Znajdujemy się na rozstaju dróg, na którym skręcamy w prawo i idziemy wzdłuż dawnego Gościńca Polanowskiego. Możemy też wybrać drogę w lewo, ale jest ona mniej atrakcyjna.
Jedna i druga trasa wyprowadza na wysoczyznę. Ul. Słoneczna, która tam przebiega łączy wąwóz Czerniawy (zob. Wąwóz Czerniawy) ze wzgórzem Albrechtówka i wsią Męćmierz (zob. Albrechtówka – wspaniały widok na Wisłę) oraz kamieniołomem (zob. wąwóz Granicznik).
Powrót do Kazimierza Dolnego proponuję bardzo malowniczym wąwozem, przez który prowadzi znakowana zielono ścieżka spacerowa. Kieruje do niego przydrożny biały kierunkowskaz z napisami Rynek i Cmentarz Parafialny, ustawiony przy ul. Słonecznej. Idziemy ul. Dębowe Góry.
Po drodze mijamy dąb posadzony w 1948 r. w miejscu poprzednika, który jakoby pamiętał czasy Kazimierza Wielkiego. Został zniszczony w czasie II wojny światowej, pozostał po nim fragment muru, który wypełniał wypruchniały pień.
Po minięciu bocznej bramy cmentarnej droga sprowadza nas do wąwozu. Dzieli on cmentarz na dwie części, połączone malowniczym wiaduktem z kamienia wapiennego. Strome ściany odsłaniają systemy korzeniowe drzew.
Trasa wyprowadza nas przy głównym wejściu na cmentarz. Wzdłuż muru klasztoru Reformatorów ul. Cmentarną dojdziemy do centrum Kazimierza Dolnego.
Granicznik (wokół kamieniołomu przy Albrechtówce)
Wejście do wąwozu znajduje się z lewej strony kamieniołomu przy Albrechtówce, czyli od strony Kazimierza Dolnego. Nie jest oznakowane tablicą informacyjną. Należy kierować się znakami żółtymi szlaku nordic walking. Przy wejściu do wąwozu znajduje się on na niskim betonowym słupku.

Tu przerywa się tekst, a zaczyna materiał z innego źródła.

use std::cell::RefCell;
use std::rc::Rc;
use ggez::{Context, GameResult};
use ggez::event::{self, MouseButton};
use ggez::glam::Vec2;
use ggez::graphics::{Canvas, Color, Mesh};
use ggez::input::keyboard::{KeyCode, KeyInput};
use crate::config::{ConfigError, PageConfig};
use crate::background::{GradientBackground, SectionContent};
use crate::gradient::ScrollGradient;
use crate::layers::{DrawData, Layer, PageView, ProgressBar, ScrollReadout};
use crate::page::Page;
use crate::scroll_events::{ScrollEvents, Subscription};
use crate::scroll_tracker::{ScrollState, ScrollTracker, ViewportMetrics};
use crate::sections::SectionNav;
use crate::sidebar::SectionSidebar;

const SIDEBAR_WIDTH: f32 = 220.0;
const CONTENT_MARGIN: f32 = 48.0;
const PAGE_FRACTION: f64 = 0.9;

pub struct PageApp {
    page: Page,
    nav: SectionNav,
    gradient: ScrollGradient,
    wheel_step: f64,
    events: ScrollEvents,
    tracker: Rc<RefCell<ScrollTracker>>,
    subscription: Option<Subscription>,
    layers: Vec<Box<dyn Layer>>,
    active: Option<usize>,
}

impl PageApp {
    pub fn new(config: &PageConfig) -> Result<PageApp, ConfigError> {
        config.validate()?;
        let events = ScrollEvents::new();
        let tracker = Rc::new(RefCell::new(ScrollTracker::new()));
        let subscription = events.subscribe(&tracker);

        let app = PageApp {
            page: Page::new(config.page.document_height, config.window.height as f64),
            nav: config.nav(),
            gradient: config.gradient.build()?,
            wheel_step: config.page.wheel_step,
            events,
            tracker,
            subscription: Some(subscription),
            layers: vec![
                Box::new(GradientBackground::new()) as Box<dyn Layer>,
                Box::new(SectionContent::new(SIDEBAR_WIDTH + CONTENT_MARGIN)),
                Box::new(SectionSidebar::new(SIDEBAR_WIDTH)),
                Box::new(ProgressBar),
                Box::new(ScrollReadout),
            ],
            active: None,
        };
        let names: Vec<&str> = app.layers.iter().map(|layer| layer.name()).collect();
        log::debug!("page layers: {}", names.join(", "));
        Ok(app)
    }

    pub fn state(&self) -> ScrollState {
        self.tracker.borrow().state()
    }

    pub fn page(&self) -> &Page {
        &self.page
    }

    pub fn active_section(&self) -> Option<usize> {
        self.active
    }

    /// Scrolls immediately and raises a scroll notification when the page moved.
    pub fn scroll_by(&mut self, delta: f64) {
        if self.page.scroll_by(delta) {
            self.events.notify_scroll();
        }
    }

    pub fn go_to_section(&mut self, index: usize) {
        if let Some(target) = self.nav.scroll_target(index, self.page.max_scroll()) {
            self.page.scroll_to(target);
        }
    }

    /// One frame of work: advance smooth scrolling, run pending
    /// recomputations, follow the active tab.
    pub fn tick(&mut self, now_ms: f64) {
        if self.page.step() {
            self.events.notify_scroll();
        }
        self.events.frame(&self.page, now_ms);

        let active = self.nav.active(self.state().position);
        if active != self.active {
            if let Some(section) = active.and_then(|index| self.nav.sections().get(index)) {
                log::info!("active section: {}", section.id);
            }
            self.active = active;
        }
    }

    /// Releases the scroll listener, pending recomputations are dropped.
    pub fn teardown(&mut self) {
        if let Some(subscription) = self.subscription.take() {
            subscription.detach();
        }
    }

    fn title(&self) -> String {
        let state = self.state();
        format!(
            "progress {:.0}% | velocity {:.2} px/ms | {}",
            state.progress * 100.0, state.velocity, state.direction
        )
    }
}

impl event::EventHandler<ggez::GameError> for PageApp {
    fn update(&mut self, ctx: &mut Context) -> GameResult {
        let now_ms = ctx.time.time_since_start().as_secs_f64() * 1000.0;
        self.tick(now_ms);
        Ok(ctx.gfx.window().set_title(&self.title()))
    }

    fn draw(&mut self, ctx: &mut Context) -> GameResult {
        let size = Vec2::new(ctx.gfx.frame().width() as f32, ctx.gfx.frame().height() as f32);
        let state = self.state();
        let view = PageView {
            state,
            offset: self.page.offset(),
            colors: self.gradient.colors_at(state.progress),
            nav: &self.nav,
            active: self.active,
        };

        let mut canvas = Canvas::from_frame(ctx, Color::BLACK);
        for layer in self.layers.iter() {
            for drawable in layer.compute_drawables(&view, size)? {
                match drawable {
                    DrawData::Meshes(builder, params) => canvas.draw(
                        &Mesh::from_data(ctx, builder.build()),
                        params
                    ),
                    DrawData::Label(text, params) => canvas.draw(&text, params),
                }
            }
        }
        canvas.finish(ctx)
    }

    fn mouse_button_down_event(
        &mut self,
        _ctx: &mut Context,
        button: MouseButton,
        x: f32,
        y: f32,
    ) -> GameResult {
        if button != MouseButton::Left {
            return Ok(());
        }
        let hit = self.layers.iter().find_map(|layer| layer.section_at(&self.nav, x, y));
        if let Some(index) = hit {
            self.go_to_section(index);
        }
        Ok(())
    }

    fn mouse_wheel_event(&mut self, _ctx: &mut Context, _wheel_x: f32, wheel_y: f32) -> GameResult {
        // wheel_y is positive when the wheel turns away from the user
        Ok(self.scroll_by(-(wheel_y as f64) * self.wheel_step))
    }

    fn key_down_event(&mut self, ctx: &mut Context, input: KeyInput, _repeated: bool) -> GameResult {
        let page = self.page.viewport_height() * PAGE_FRACTION;
        match input.keycode {
            Some(KeyCode::Down) => self.scroll_by(self.wheel_step),
            Some(KeyCode::Up) => self.scroll_by(-self.wheel_step),
            Some(KeyCode::PageDown) | Some(KeyCode::Space) => self.scroll_by(page),
            Some(KeyCode::PageUp) => self.scroll_by(-page),
            Some(KeyCode::Home) => {
                if self.page.scroll_to_edge(false) {
                    self.events.notify_scroll();
                }
            }
            Some(KeyCode::End) => {
                if self.page.scroll_to_edge(true) {
                    self.events.notify_scroll();
                }
            }
            Some(KeyCode::Escape) => ctx.request_quit(),
            Some(key) => {
                if let Some(index) = section_key(key) {
                    self.go_to_section(index);
                }
            }
            None => (),
        }
        Ok(())
    }

    fn resize_event(&mut self, _ctx: &mut Context, _width: f32, height: f32) -> GameResult {
        self.page.resize(height as f64);
        self.events.notify_scroll();
        Ok(())
    }

    fn quit_event(&mut self, _ctx: &mut Context) -> Result<bool, ggez::GameError> {
        log::info!("closing page view");
        self.teardown();
        Ok(false)
    }
}

fn section_key(key: KeyCode) -> Option<usize> {
    let index = match key {
        KeyCode::Key1 => 0,
        KeyCode::Key2 => 1,
        KeyCode::Key3 => 2,
        KeyCode::Key4 => 3,
        KeyCode::Key5 => 4,
        KeyCode::Key6 => 5,
        KeyCode::Key7 => 6,
        KeyCode::Key8 => 7,
        KeyCode::Key9 => 8,
        _ => return None,
    };
    Some(index)
}

#[cfg(test)]
mod tests {
    use super::*;
    use pretty_assertions::assert_eq;
    use crate::scroll_tracker::Direction;

    fn app() -> PageApp {
        // 5400 document, 720 viewport, sections every 1080
        PageApp::new(&PageConfig::default()).unwrap()
    }

    #[test]
    fn wheel_scroll_is_sampled_on_next_frame() {
        let mut app = app();
        app.tick(0.0);
        app.scroll_by(120.0);
        app.scroll_by(120.0);
        assert_eq!(app.state().position, 0.0);

        app.tick(16.0);
        let state = app.state();
        assert_eq!(state.position, 240.0);
        assert_eq!(state.direction, Direction::Idle);

        app.scroll_by(-160.0);
        app.tick(32.0);
        let state = app.state();
        assert_eq!(state.position, 80.0);
        assert_eq!(state.velocity, -10.0);
        assert_eq!(state.direction, Direction::Up);
    }

    #[test]
    fn active_tab_follows_scroll() {
        let mut app = app();
        app.tick(0.0);
        assert_eq!(app.active_section(), Some(0));
        app.scroll_by(1000.0);
        app.tick(16.0);
        assert_eq!(app.active_section(), Some(1));
    }

    #[test]
    fn section_navigation_scrolls_smoothly() {
        let mut app = app();
        app.go_to_section(2);
        let mut now = 0.0;
        while app.page().is_animating() {
            now += 16.0;
            app.tick(now);
            assert!(now < 10_000.0);
        }
        assert_eq!(app.state().position, 2160.0);
        assert_eq!(app.active_section(), Some(2));
    }

    #[test]
    fn teardown_stops_updates() {
        let mut app = app();
        app.teardown();
        app.scroll_by(500.0);
        app.tick(16.0);
        assert_eq!(app.page().offset(), 500.0);
        assert_eq!(app.state().position, 0.0);
    }

    #[test]
    fn digit_keys_map_to_sections() {
        assert_eq!(section_key(KeyCode::Key1), Some(0));
        assert_eq!(section_key(KeyCode::Key9), Some(8));
        assert_eq!(section_key(KeyCode::A), None);
    }
}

Po prawej stronie mijamy boczną, odsłoniętą ścianę kamieniołomu. W tym miejscu można dojść do punktu widokowego na Wisłę i Janowiec – należy kierować się w stronę niewielkiej, ale dobrze widocznej wapiennej skały pozostałej po wyrobisku kamienia.
Po kilkuset metrach docieramy do szczytu wyniesienia. Znajduje się tam skrzyżowanie dróg gruntowych, Idziemy kawałek dalej, na skraj lasu. Przebiega tamtędy ul Słoneczna. Kierujemy się nią w prawo. Po ok. 300 metrach, przy kamiennym krzyżu skręcamy w prawo. Nieco dalej docieramy do rozstaju dróg. Idąc w prawo dojdziemy na szczyt kamieniołomu, skąd rozciąga się rozległy widok na Wisłę i janowiec. Kierując się głównym traktem podążamy w dół, w kierunku Wisły. Po lewej stronie mamy wzgórze Albrechtówka.